The Church of St Peter and St Paul, Kings Sutton - watercolour by Jago Stone, dated 1986 


They also have an extraordinary Jago work that Jessica's mom requested depicting a "typical English village". And they have the picture painted by Jago of their home in Bicester, in Oxfordshire. Jessica tells the story as her email continues:  

"I was rather young at the time so my memories of Jago are rather hazy, but I'm sure my parents




would have some memories to share. My one firm memory is from (I believe) 1986 when Jago painted our house in Bicester and I was watching him at his easel. He playfully sketched me looking out from one of the windows, so I  am proud to say that I featured in a Jago Stone work!

Please let me know if I can provide you with any other information I can dig up. Being an artist myself, this project is of great interest to me!"

For all  readers, can you imagine my excitement? Christmas 2016 had most definitely arrived early. I wrote back, sharing the detail that Merlin had playfully added our two teddies to his picture of Louise and I in the Sloop Inn in St Ives, Cornwall which he painted early this year. Like father, like son.

Next following this Aladdin's Cave of an email and its successors let me share with you the pictures of the two tiny works of art that Jessica has sent me. She wrote: "I took the pictures in natural  sunlight to hopefully show off Jago's brushwork. Even at thirty years old they look like they were painted yesterday. If these depict actual locations nobody in my family knows where they are. As I said before, they've always struck me as a bit 'generic' but of course I may be wrong. Real locations or not, I treasure them. I hope you enjoy them, too."

Oh, we do, Jessica. Thank you so much for sharing them. These are late Jago pieces that sing of Impressionism.




Remember, 2.5 inches square!




I think finally for this blog the picture of the family home in Bicester with a very young Jessica at the window.

Number Seven, Blencowe Close - R.A.F. Bicester, Oxfordshire - The Pue Family English Home - Watercolour by Jago Stone (1986)


The last of the paintings - ' The Typical English Village' - is an extraordinary creation and that one I'll keep for the biography to be published in 2018. It will be worth the wait! I hope you feel, like me, that this late work of Jago Stone, featured in this blog, is particularly successful and accomplished.

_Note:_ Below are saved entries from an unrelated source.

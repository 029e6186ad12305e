//! Credential storage layered on top of the platform keychain.
//!
//! # Module Layering
//!
//! - **`security::keychain`**: generic secret storage via the platform
//!   keychain (macOS Keychain, Windows Credential Manager, Linux Secret
//!   Service)
//! - **`auth::keychain`** (this module): maps a [`Credential`] onto two
//!   keychain entries, `api_key.{account}` and `refresh.{account}`

use std::sync::Arc;

use geoportal_domain::config::StorageConfig;
use geoportal_domain::{Credential, Result, StoreSecurity};
use parking_lot::RwLock;
use tracing::{debug, warn};

use crate::auth::traits::CredentialStore;
use crate::security::{KeychainError, KeychainProvider, SecretStore};

const API_KEY_PREFIX: &str = "api_key.";
const REFRESH_PREFIX: &str = "refresh.";

/// [`CredentialStore`] backed by the OS secret manager
pub struct KeychainCredentialStore {
    secrets: Arc<dyn SecretStore>,
    account: String,
    /// Readers share; `save`/`clear` are exclusive so a pair is read whole
    entries_lock: RwLock<()>,
}

impl KeychainCredentialStore {
    /// Store over the platform keychain using the configured service and
    /// account names
    #[must_use]
    pub fn from_config(config: &StorageConfig) -> Self {
        Self::new(Arc::new(KeychainProvider::new(&config.keychain_service)), &config.account)
    }

    /// Store over any [`SecretStore`] (the mock keychain in tests)
    pub fn new(secrets: Arc<dyn SecretStore>, account: impl Into<String>) -> Self {
        Self { secrets, account: account.into(), entries_lock: RwLock::new(()) }
    }

    fn api_key_entry(&self) -> String {
        format!("{API_KEY_PREFIX}{}", self.account)
    }

    fn refresh_entry(&self) -> String {
        format!("{REFRESH_PREFIX}{}", self.account)
    }

    fn read_optional(&self, key: &str) -> Result<Option<String>> {
        match self.secrets.get_secret(key) {
            Ok(value) => Ok(Some(value)),
            Err(KeychainError::NotFound) => Ok(None),
            Err(other) => Err(other.into()),
        }
    }
}

impl CredentialStore for KeychainCredentialStore {
    fn security(&self) -> StoreSecurity {
        StoreSecurity::PlatformSecretStore
    }

    fn save(&self, credential: &Credential) -> Result<()> {
        let _guard = self.entries_lock.write();
        debug!(account = %self.account, "Storing credential in keychain");

        let api_key_entry = self.api_key_entry();
        self.secrets.set_secret(&api_key_entry, &credential.api_key)?;

        let refresh_result = match &credential.refresh_token {
            Some(refresh) => self.secrets.set_secret(&self.refresh_entry(), refresh),
            None => self.secrets.delete_secret(&self.refresh_entry()),
        };

        if let Err(err) = refresh_result {
            // Roll back so the pair is never half-written
            if let Err(rollback) = self.secrets.delete_secret(&api_key_entry) {
                warn!(account = %self.account, error = %rollback, "Failed to roll back API key entry");
            }
            return Err(err.into());
        }

        debug!(account = %self.account, "Credential stored");
        Ok(())
    }

    fn load(&self) -> Result<Option<Credential>> {
        let _guard = self.entries_lock.read();
        let Some(api_key) = self.read_optional(&self.api_key_entry())? else {
            debug!(account = %self.account, "No credential in keychain");
            return Ok(None);
        };
        let refresh_token = self.read_optional(&self.refresh_entry())?;

        Ok(Some(Credential { api_key, refresh_token }))
    }

    fn clear(&self) -> Result<()> {
        let _guard = self.entries_lock.write();
        debug!(account = %self.account, "Deleting credential from keychain");

        self.secrets.delete_secret(&self.refresh_entry())?;
        self.secrets.delete_secret(&self.api_key_entry())?;
        Ok(())
    }
}
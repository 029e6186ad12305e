//! Configuration loading
//!
//! This module provides utilities for loading the login configuration
//! from environment variables and files.

pub mod loader;

// Re-export commonly used items
pub use loader::{load, load_from_env, load_from_file, discover_config_paths, validate};
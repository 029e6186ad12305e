//! Traits for token exchange and credential persistence
//!
//! These traits enable dependency injection and testing by abstracting
//! external dependencies (identity provider, catalog service, system
//! keychain).

use async_trait::async_trait;
use geoportal_domain::{Credential, Result, StoreSecurity, TokenBundle};

/// Trait for the HTTP exchanges of the login flow
///
/// Every call is a single attempt; implementations never retry.
#[async_trait]
pub trait TokenExchange: Send + Sync {
    /// Exchange an authorization code for tokens
    ///
    /// # Arguments
    /// * `code` - Authorization code from the loopback callback
    /// * `verifier` - PKCE verifier of the same attempt
    /// * `redirect_uri` - Redirect URI sent with the authorization request
    ///
    /// # Errors
    /// Returns `TokenExchangeFailed` for provider or parse failures,
    /// `MissingTokenField` when a required field is absent, and
    /// `TransportError` for connection failures.
    async fn exchange_code(
        &self,
        code: &str,
        verifier: &str,
        redirect_uri: &str,
    ) -> Result<TokenBundle>;

    /// Obtain fresh tokens from a stored refresh token
    ///
    /// # Errors
    /// Returns `RefreshExpired` for any provider-side rejection and
    /// `TransportError` for connection failures.
    async fn refresh(&self, refresh_token: &str) -> Result<TokenBundle>;

    /// Trade an access token for a catalog API key
    ///
    /// # Errors
    /// Returns `ApiKeyExchangeFailed` or `TransportError`.
    async fn exchange_for_api_key(&self, access_token: &str) -> Result<String>;
}

/// Trait for credential persistence
///
/// Implementations are safe for concurrent reads and serialize writes.
pub trait CredentialStore: Send + Sync {
    /// Whether secrets end up in an OS secret manager or in plaintext
    fn security(&self) -> StoreSecurity;

    /// Persist the credential, replacing any previous one
    ///
    /// # Errors
    /// Returns `CredentialStorage` if the backend rejects the write.
    fn save(&self, credential: &Credential) -> Result<()>;

    /// Load the stored credential; `Ok(None)` when nothing is stored
    ///
    /// # Errors
    /// Returns `CredentialStorage` if the backend cannot be read.
    fn load(&self) -> Result<Option<Credential>>;

    /// Remove the stored credential; succeeds when nothing is stored
    ///
    /// # Errors
    /// Returns `CredentialStorage` if the backend rejects the delete.
    fn clear(&self) -> Result<()>;
}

So, on Christmas Day 2016, I send my heartfelt thanks to my American friends - Becky Bender and Gene in South Dakota, John Michael Adamski in Washington State and his father, John "Adam" Adamski, and Jessica Baber in Indiana and her parents, Dianna and Howard Pue in Missouri - who have enriched everyone's lives by their generosity in sharing their pictures that Jago Stone painted. If there are others out there in cyberspace who remember Jago, please do get in touch. My website will soon have a "Page for America" that's designed to keep American viewers in touch with my writing. Thanks I think largely to  Becky and Gene, our page views for websites and blogs are around 250 a day and largely from the United States of America. This project has become truly international.